There are hopes of eradicating rheumatic fever and heart disease with $3m for new research.
The devastating illness affects 180 vulnerable children each year and leaves many with life-long heart damage.
While it affects just a handful of Pākehā youth each year, the risk of infection is 50-times higher for Māori and 120-times higher for Pasifika children.
Cure Kids says it's a disease of poverty and inequity and is investing $3 million over three years in research to stomp rheumatic fever out.
Dr Jacelyn Loh, a senior research fellow working in Auckland University's infection and immunity cluster, is working on a vaccine for Strep A which leads to rheumatic fever.
"So by preventing the initiating Strep A infection, we will be able to prevent the more serious downstream consequences of the acute rheumatic fever and rheumatic heart disease," Dr Loh said.
Other researchers are working on new treatments, including hydroxychloroquine. Starship Hospital Associate Professor Nigel Wilson says it's shown promise as a treatment for acute rheumatic fever.
"This is very exciting because it's 20 years since the last clinical trial with a medication to try to improve the inflammation of the heart valves in rheumatic fever," Wilson said.

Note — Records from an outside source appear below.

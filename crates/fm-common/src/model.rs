//! Plain entity records.
//!
//! These mirror the relational model row for row. They carry no behavior and
//! no connection to the store; fm-core reads and writes them explicitly.

use chrono::{DateTime, Utc};
use serde::{Deserialize, Serialize};

use crate::id::{
    ArchId, BatchId, FailureId, HostId, OpcodeId, SignalErrorId, SuccessId, UserId,
};

/// An instruction set architecture. `name` is unique.
#[derive(Debug, Clone, PartialEq, Eq, Serialize, Deserialize)]
pub struct Arch {
    pub id: ArchId,
    pub name: String,
}

/// A testing machine. `hostname` is unique; `arch_id` is fixed at creation.
#[derive(Debug, Clone, PartialEq, Eq, Serialize, Deserialize)]
pub struct Host {
    pub id: HostId,
    pub hostname: String,
    pub arch_id: ArchId,
}

/// A fuzzer operator. `username` is unique.
#[derive(Debug, Clone, PartialEq, Eq, Serialize, Deserialize)]
pub struct User {
    pub id: UserId,
    pub username: String,
}

/// An instruction mnemonic, unique per (name, arch).
#[derive(Debug, Clone, PartialEq, Eq, Serialize, Deserialize)]
pub struct Opcode {
    pub id: OpcodeId,
    pub name: String,
    pub arch_id: ArchId,
}

/// One upload. `fuzzer_host` is free text, not a [`Host`] reference.
#[derive(Debug, Clone, PartialEq, Eq, Serialize, Deserialize)]
pub struct BatchRecord {
    pub id: BatchId,
    pub testing_host_id: HostId,
    pub fuzzer_host: String,
    pub user_id: UserId,
    pub submitted_at: DateTime<Utc>,
}

/// `count` successful trials of one opcode, collapsed into a single row.
#[derive(Debug, Clone, PartialEq, Eq, Serialize, Deserialize)]
pub struct TestSuccessRecord {
    pub id: SuccessId,
    pub batch_id: BatchId,
    pub opcode_id: OpcodeId,
    pub count: u64,
}

/// A semantic mismatch between expected and observed machine state.
#[derive(Debug, Clone, PartialEq, Eq, Serialize, Deserialize)]
pub struct TestFailureRecord {
    pub id: FailureId,
    pub batch_id: BatchId,
    pub opcode_id: OpcodeId,
    pub pretty: String,
    pub bytes: String,
    pub arguments: String,
}

/// A location whose observed value differed from the expected one.
#[derive(Debug, Clone, PartialEq, Eq, Serialize, Deserialize)]
pub struct FailureStateRow {
    pub location: String,
    pub expected_value: String,
    pub actual_value: String,
}

/// An input location/value that produced a failure.
#[derive(Debug, Clone, PartialEq, Eq, Serialize, Deserialize)]
pub struct FailureInputRow {
    pub location: String,
    pub value: String,
}

/// An instruction that crashed the test harness with a signal.
#[derive(Debug, Clone, PartialEq, Eq, Serialize, Deserialize)]
pub struct TestSignalErrorRecord {
    pub id: SignalErrorId,
    pub batch_id: BatchId,
    pub opcode_id: OpcodeId,
    pub pretty: String,
    pub bytes: String,
    pub signal: i64,
}

/// An input location/value that produced a signal error.
#[derive(Debug, Clone, PartialEq, Eq, Serialize, Deserialize)]
pub struct SignalErrorInputRow {
    pub location: String,
    pub value: String,
}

Former Blues rugby player Matt Johnson was forced to retire this year after rheumatic heart disease led to a fifth open-heart surgery. He got rheumatic fever when he was 13, at 26 he has a mechanical valve but he says he's lucky to be alive.
He now wants to see an end to rheumatic fever in New Zealand.
"You don't want to go through long term health issues and prevent you from doing what you love."
Epidemiologist Michael Baker says it's a third world disease.